MARGARET WARNER: Dr. Makgoba, do you think the big American and European drug companies are stepping up to the issue of cost and access to drugs in the way that they need to, in your view?

MALEGAPURU WILLIAM MAKGOBA: Well, I think they are trying their best, but I think what needs to be understood, I think, in the context of Africa, is the fact that it seems like, as much as they are offering all this tremendous price reduction, they seem to go first, I think, to the media rather than actually discuss with an African government. And I think that sort of disrespect is actually very infuriating, I think, to Africans. I think African leaders or African politicians do like, I think, to operate in an environment that shows that I think they are participating as equal partners, rather than in situations where they feel that they are being driven by the media and the public outcry. And unfortunately, the drug or the big pharmaceuticals don't seem to have appreciated that as I've often said, you don't criticize, I think, African leaders in public. You talk to them first, and you understand the dynamics of that interaction, and I think you can jointly make a public statement rather than, you know, the director or the president of a drug company going to the media and calling a press conference, and saying that, "I've made this reduction," without, I think, the proper consultation.

MARGARET WARNER: But...

MALEGAPURU WILLIAM MAKGOBA: Africans take this very seriously and sometimes they feel hurt, and they feel that they need that.

MARGARET WARNER: Jon Cohen, but pragmatically, does the infrastructure exist in Africa? There have been questions about, even if the drugs are provided, it would greatly reduce cost, or for free, that many of these countries lack the medical infrastructure to deliver them, administer, follow up, all of that? What's your view on that?
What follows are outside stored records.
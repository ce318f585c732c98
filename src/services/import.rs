// src/services/import.rs
//
// Pipeline de importação: planilha .xlsx -> registros de produção, criando
// municípios e culturas que ainda não existem. Cabeçalhos em inglês ou
// português são aceitos.

use calamine::{Data, Reader, Xlsx};
use rust_decimal::prelude::FromPrimitive;
use rust_decimal::Decimal;
use serde::Serialize;
use std::collections::HashMap;
use std::io::Cursor;
use std::str::FromStr;
use utoipa::ToSchema;
use validator::{Validate, ValidationError};

use crate::{
    common::error::AppError,
    db::{GeoRepository, ProductionRepository},
    models::{
        geo::NewMunicipality,
        production::{NewCrop, NewCropProduction},
    },
};

const DEFAULT_CROP_CATEGORY: &str = "Temporária";
const DEFAULT_CROP_COLOR: &str = "#7CB342";

// Linha crua da planilha: tudo opcional, validado campo a campo depois.
#[derive(Debug, Default, Clone)]
pub struct ImportRow {
    pub municipality: Option<String>,
    pub state: Option<String>,
    pub crop: Option<String>,
    pub year: Option<i32>,
    pub hectares: Option<Decimal>,
    pub production: Option<Decimal>,
    pub ibge_code: Option<String>,
    pub latitude: Option<Decimal>,
    pub longitude: Option<Decimal>,
    pub category: Option<String>,
    pub color: Option<String>,
}

fn validate_not_negative(val: &Decimal) -> Result<(), ValidationError> {
    if val.is_sign_negative() {
        let mut err = ValidationError::new("range");
        err.message = Some("O valor não pode ser negativo.".into());
        return Err(err);
    }
    Ok(())
}

// Linha que passou na checagem de presença dos campos obrigatórios.
#[derive(Debug, Validate)]
pub struct CandidateRow {
    pub municipality: String,
    pub state: String,
    pub crop: String,
    #[validate(range(min = 1900, max = 2100, message = "Ano fora do intervalo histórico."))]
    pub year: i32,
    #[validate(custom(function = "validate_not_negative"))]
    pub hectares: Decimal,
    pub production: Option<Decimal>,
    pub ibge_code: Option<String>,
    pub latitude: Option<Decimal>,
    pub longitude: Option<Decimal>,
    pub category: Option<String>,
    pub color: Option<String>,
}

impl ImportRow {
    // Checagem de presença: Municipality, State, Crop, Year e Hectares são
    // obrigatórios; sem eles a linha não vira candidata.
    pub fn into_candidate(self) -> Option<CandidateRow> {
        Some(CandidateRow {
            municipality: self.municipality?,
            state: self.state?,
            crop: self.crop?,
            year: self.year?,
            hectares: self.hectares?,
            production: self.production,
            ibge_code: self.ibge_code,
            latitude: self.latitude,
            longitude: self.longitude,
            category: self.category,
            color: self.color,
        })
    }
}

// Contabiliza por que cada linha ficou de fora, em vez de descartar em silêncio.
#[derive(Debug, Default, Clone, Serialize, ToSchema)]
#[serde(rename_all = "camelCase")]
pub struct ImportSummary {
    pub processed: usize,
    pub skipped: usize,
    pub missing_fields: usize,
    pub unknown_state: usize,
    pub invalid_values: usize,
}

fn cell_to_string(cell: Option<&Data>) -> Option<String> {
    let text = match cell? {
        Data::String(s) => s.trim().to_string(),
        Data::Int(i) => i.to_string(),
        Data::Float(f) => f.to_string(),
        _ => return None,
    };
    if text.is_empty() { None } else { Some(text) }
}

fn cell_to_i32(cell: Option<&Data>) -> Option<i32> {
    match cell? {
        Data::Int(i) => i32::try_from(*i).ok(),
        Data::Float(f) => Some(*f as i32),
        Data::String(s) => s.trim().parse().ok(),
        _ => None,
    }
}

fn cell_to_decimal(cell: Option<&Data>) -> Option<Decimal> {
    match cell? {
        Data::Int(i) => Some(Decimal::from(*i)),
        Data::Float(f) => Decimal::from_f64(*f),
        Data::String(s) => Decimal::from_str(s.trim()).ok(),
        _ => None,
    }
}

// Lê a primeira aba e mapeia os cabeçalhos bilíngues para ImportRow.
pub fn parse_workbook(bytes: &[u8]) -> Result<Vec<ImportRow>, AppError> {
    let cursor = Cursor::new(bytes.to_vec());
    let mut workbook: Xlsx<_> = Xlsx::new(cursor).map_err(|_| AppError::InvalidSpreadsheet)?;

    let sheet_names = workbook.sheet_names();
    let sheet = sheet_names
        .first()
        .cloned()
        .ok_or(AppError::InvalidSpreadsheet)?;
    let range = workbook
        .worksheet_range(&sheet)
        .map_err(|_| AppError::InvalidSpreadsheet)?;

    let mut rows_iter = range.rows();
    let Some(header_row) = rows_iter.next() else {
        return Ok(Vec::new());
    };

    let headers: Vec<String> = header_row
        .iter()
        .map(|cell| cell_to_string(Some(cell)).unwrap_or_default().to_lowercase())
        .collect();
    let column = |aliases: &[&str]| {
        headers
            .iter()
            .position(|header| aliases.contains(&header.as_str()))
    };

    let municipality_col = column(&["municipality", "municipio", "município"]);
    let state_col = column(&["state", "estado"]);
    let crop_col = column(&["crop", "cultura"]);
    let year_col = column(&["year", "ano"]);
    let hectares_col = column(&["hectares"]);
    let production_col = column(&["production", "producao", "produção"]);
    let ibge_col = column(&["ibgecode", "codigoibge", "código ibge"]);
    let latitude_col = column(&["latitude"]);
    let longitude_col = column(&["longitude"]);
    let category_col = column(&["category", "categoria"]);
    let color_col = column(&["color", "cor"]);

    let rows = rows_iter
        .map(|row| {
            let cell = |col: Option<usize>| col.and_then(|i| row.get(i));
            ImportRow {
                municipality: cell_to_string(cell(municipality_col)),
                state: cell_to_string(cell(state_col)),
                crop: cell_to_string(cell(crop_col)),
                year: cell_to_i32(cell(year_col)),
                hectares: cell_to_decimal(cell(hectares_col)),
                production: cell_to_decimal(cell(production_col)),
                ibge_code: cell_to_string(cell(ibge_col)),
                latitude: cell_to_decimal(cell(latitude_col)),
                longitude: cell_to_decimal(cell(longitude_col)),
                category: cell_to_string(cell(category_col)),
                color: cell_to_string(cell(color_col)),
            }
        })
        .collect();

    Ok(rows)
}

#[derive(Clone)]
pub struct ImportService {
    geo_repo: GeoRepository,
    production_repo: ProductionRepository,
}

impl ImportService {
    pub fn new(geo_repo: GeoRepository, production_repo: ProductionRepository) -> Self {
        Self {
            geo_repo,
            production_repo,
        }
    }

    pub async fn import(&self, bytes: &[u8]) -> Result<ImportSummary, AppError> {
        let rows = parse_workbook(bytes)?;

        let mut summary = ImportSummary::default();

        // Primeiro a peneira local: presença dos campos obrigatórios e faixas
        // de valores. Uma planilha sem nenhuma linha aproveitável nem toca o banco.
        let mut candidates: Vec<CandidateRow> = Vec::new();
        for raw in rows {
            let Some(candidate) = raw.into_candidate() else {
                summary.missing_fields += 1;
                continue;
            };
            if candidate.validate().is_err() {
                summary.invalid_values += 1;
                continue;
            }
            candidates.push(candidate);
        }

        let mut pending: Vec<NewCropProduction> = Vec::new();
        if !candidates.is_empty() {
            let states = self.geo_repo.get_states().await?;

            // Caches locais evitam um find-or-create por linha repetida da planilha
            let mut municipality_cache: HashMap<(i32, String), i32> = HashMap::new();
            let mut crop_cache: HashMap<String, i32> = self
                .production_repo
                .get_crops()
                .await?
                .into_iter()
                .map(|c| (c.name.clone(), c.id))
                .collect();

            for candidate in candidates {
                // Estado casa por nome exato ou pela sigla de 2 letras
                let Some(state) = states
                    .iter()
                    .find(|s| s.name == candidate.state || s.code == candidate.state)
                else {
                    summary.unknown_state += 1;
                    continue;
                };

                let municipality_key = (state.id, candidate.municipality.clone());
                let municipality_id = match municipality_cache.get(&municipality_key) {
                    Some(id) => *id,
                    None => {
                        let municipality = self
                            .geo_repo
                            .find_or_create_municipality(&NewMunicipality {
                                name: candidate.municipality.clone(),
                                state_id: state.id,
                                ibge_code: candidate.ibge_code.clone(),
                                latitude: candidate.latitude,
                                longitude: candidate.longitude,
                            })
                            .await?;
                        municipality_cache.insert(municipality_key, municipality.id);
                        municipality.id
                    }
                };

                let crop_id = match crop_cache.get(&candidate.crop) {
                    Some(id) => *id,
                    None => {
                        let crop = self
                            .production_repo
                            .find_or_create_crop(&NewCrop {
                                name: candidate.crop.clone(),
                                category: candidate
                                    .category
                                    .clone()
                                    .unwrap_or_else(|| DEFAULT_CROP_CATEGORY.to_string()),
                                color: candidate
                                    .color
                                    .clone()
                                    .unwrap_or_else(|| DEFAULT_CROP_COLOR.to_string()),
                            })
                            .await?;
                        crop_cache.insert(crop.name.clone(), crop.id);
                        crop.id
                    }
                };

                pending.push(NewCropProduction {
                    municipality_id,
                    crop_id,
                    year: candidate.year,
                    hectares: candidate.hectares,
                    production: candidate.production,
                });
            }

            self.production_repo.bulk_insert(&pending).await?;
        }

        summary.processed = pending.len();
        summary.skipped = summary.missing_fields + summary.unknown_state + summary.invalid_values;
        if summary.skipped > 0 {
            tracing::warn!(
                "Import: {} linhas ignoradas ({} campos faltando, {} estado desconhecido, {} valores inválidos).",
                summary.skipped,
                summary.missing_fields,
                summary.unknown_state,
                summary.invalid_values
            );
        }
        Ok(summary)
    }
}

#[cfg(test)]
mod tests {
    use super::*;
    use rust_xlsxwriter::Workbook;

    fn sheet_bytes(headers: &[&str], rows: &[Vec<Data>]) -> Vec<u8> {
        let mut workbook = Workbook::new();
        let worksheet = workbook.add_worksheet();
        for (col, header) in headers.iter().enumerate() {
            worksheet.write_string(0, col as u16, *header).unwrap();
        }
        for (r, row) in rows.iter().enumerate() {
            for (c, cell) in row.iter().enumerate() {
                match cell {
                    Data::String(s) => {
                        worksheet.write_string((r + 1) as u32, c as u16, s).unwrap();
                    }
                    Data::Float(f) => {
                        worksheet.write_number((r + 1) as u32, c as u16, *f).unwrap();
                    }
                    _ => {}
                };
            }
        }
        workbook.save_to_buffer().unwrap()
    }

    fn text(s: &str) -> Data {
        Data::String(s.to_string())
    }

    #[test]
    fn cabecalhos_em_ingles_sao_reconhecidos() {
        let bytes = sheet_bytes(
            &["Municipality", "State", "Crop", "Year", "Hectares", "Production"],
            &[vec![
                text("Campinas"),
                text("SP"),
                text("Banana"),
                Data::Float(2023.0),
                Data::Float(100.0),
                Data::Float(1300.5),
            ]],
        );

        let rows = parse_workbook(&bytes).unwrap();
        assert_eq!(rows.len(), 1);
        let row = &rows[0];
        assert_eq!(row.municipality.as_deref(), Some("Campinas"));
        assert_eq!(row.state.as_deref(), Some("SP"));
        assert_eq!(row.crop.as_deref(), Some("Banana"));
        assert_eq!(row.year, Some(2023));
        assert_eq!(row.hectares, Decimal::from_f64(100.0));
        assert_eq!(row.production, Decimal::from_f64(1300.5));
    }

    #[test]
    fn cabecalhos_em_portugues_sao_equivalentes() {
        let bytes = sheet_bytes(
            &["Municipio", "Estado", "Cultura", "Ano", "Hectares", "Producao"],
            &[vec![
                text("Franca"),
                text("São Paulo"),
                text("Café"),
                Data::Float(2022.0),
                Data::Float(540.25),
                Data::Float(648.3),
            ]],
        );

        let rows = parse_workbook(&bytes).unwrap();
        assert_eq!(rows.len(), 1);
        let row = &rows[0];
        assert_eq!(row.municipality.as_deref(), Some("Franca"));
        assert_eq!(row.state.as_deref(), Some("São Paulo"));
        assert_eq!(row.crop.as_deref(), Some("Café"));
        assert_eq!(row.year, Some(2022));
    }

    #[test]
    fn linha_sem_campo_obrigatorio_nao_vira_candidata() {
        let row = ImportRow {
            municipality: Some("Campinas".to_string()),
            state: None, // faltando
            crop: Some("Banana".to_string()),
            year: Some(2023),
            hectares: Decimal::from_f64(10.0),
            ..Default::default()
        };
        assert!(row.into_candidate().is_none());
    }

    #[test]
    fn ano_fora_do_intervalo_reprova_na_validacao() {
        let row = ImportRow {
            municipality: Some("Campinas".to_string()),
            state: Some("SP".to_string()),
            crop: Some("Banana".to_string()),
            year: Some(1500),
            hectares: Decimal::from_f64(10.0),
            ..Default::default()
        };
        let candidate = row.into_candidate().unwrap();
        assert!(candidate.validate().is_err());
    }

    #[test]
    fn hectares_negativos_reprovam_na_validacao() {
        let row = ImportRow {
            municipality: Some("Campinas".to_string()),
            state: Some("SP".to_string()),
            crop: Some("Banana".to_string()),
            year: Some(2023),
            hectares: Decimal::from_f64(-5.0),
            ..Default::default()
        };
        let candidate = row.into_candidate().unwrap();
        assert!(candidate.validate().is_err());
    }

    #[test]
    fn bytes_que_nao_sao_xlsx_dao_erro_de_planilha() {
        let result = parse_workbook(b"definitivamente nao e um zip");
        assert!(matches!(result, Err(AppError::InvalidSpreadsheet)));
    }

    #[test]
    fn planilha_so_com_cabecalho_gera_zero_linhas() {
        let bytes = sheet_bytes(
            &["Municipality", "State", "Crop", "Year", "Hectares"],
            &[],
        );
        let rows = parse_workbook(&bytes).unwrap();
        assert!(rows.is_empty());
    }
}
JON COHEN: Clearly, in lots of places, infrastructure is an incredible problem -- maybe in most places. But as one researcher said to me, Africa is not one village. It's many different places. Even South Africa is many different places, and you can't speak of Africa as one place. Some places, Durban for example, you can see, "next exit, three miles" on the freeway. It's a very developed place. We're sitting in a hotel space right here. You wouldn't know where you were if I didn't say you were in Durban. It doesn't look like an impoverished place. And it has a terrific infrastructure. But if you go two hours North of here, you'll see mud huts, and the water supply won't be very good. So, you really have to take it on a case-by-case basis, and yes, ultimately infrastructure is a crippling thing for much of Africa. It is a problem. But for many parts of Africa, it isn't, and I think the drive right now is to understand what a complicated continent Africa really is.

MARGARET WARNER: All right, well Dr. Makgoba and Jon Cohen, thank you both very much.